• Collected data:

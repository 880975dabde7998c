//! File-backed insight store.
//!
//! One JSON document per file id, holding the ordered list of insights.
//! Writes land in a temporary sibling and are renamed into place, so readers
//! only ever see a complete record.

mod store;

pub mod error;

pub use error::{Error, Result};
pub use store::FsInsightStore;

...

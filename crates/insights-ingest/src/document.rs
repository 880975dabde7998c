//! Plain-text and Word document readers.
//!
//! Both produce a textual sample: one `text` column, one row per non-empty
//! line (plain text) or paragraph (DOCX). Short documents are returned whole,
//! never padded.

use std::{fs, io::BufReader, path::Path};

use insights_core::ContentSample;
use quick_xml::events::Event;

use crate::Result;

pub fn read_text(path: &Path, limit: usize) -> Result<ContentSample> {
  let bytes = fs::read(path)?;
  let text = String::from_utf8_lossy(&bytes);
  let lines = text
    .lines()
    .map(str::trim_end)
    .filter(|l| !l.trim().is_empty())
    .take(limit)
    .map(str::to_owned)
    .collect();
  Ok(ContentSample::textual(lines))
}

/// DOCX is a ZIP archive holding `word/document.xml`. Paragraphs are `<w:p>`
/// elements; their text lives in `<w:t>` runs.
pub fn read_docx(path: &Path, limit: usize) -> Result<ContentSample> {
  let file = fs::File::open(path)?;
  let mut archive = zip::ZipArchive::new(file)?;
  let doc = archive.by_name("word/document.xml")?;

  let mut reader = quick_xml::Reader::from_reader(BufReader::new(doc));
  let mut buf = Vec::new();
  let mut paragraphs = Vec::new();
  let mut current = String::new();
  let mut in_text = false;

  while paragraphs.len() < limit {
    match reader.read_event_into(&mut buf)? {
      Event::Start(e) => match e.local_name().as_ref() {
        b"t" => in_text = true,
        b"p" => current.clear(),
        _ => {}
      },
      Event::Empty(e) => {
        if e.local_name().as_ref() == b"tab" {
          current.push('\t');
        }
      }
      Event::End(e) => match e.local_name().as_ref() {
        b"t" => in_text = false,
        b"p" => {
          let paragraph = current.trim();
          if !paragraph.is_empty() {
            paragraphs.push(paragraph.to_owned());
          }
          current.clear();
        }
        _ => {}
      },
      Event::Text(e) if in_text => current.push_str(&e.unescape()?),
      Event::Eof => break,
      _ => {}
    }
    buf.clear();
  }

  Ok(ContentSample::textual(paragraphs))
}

• Exercise requirements: Number of lines above containing "error": state it and nothing else.

• Answer to this problem: 2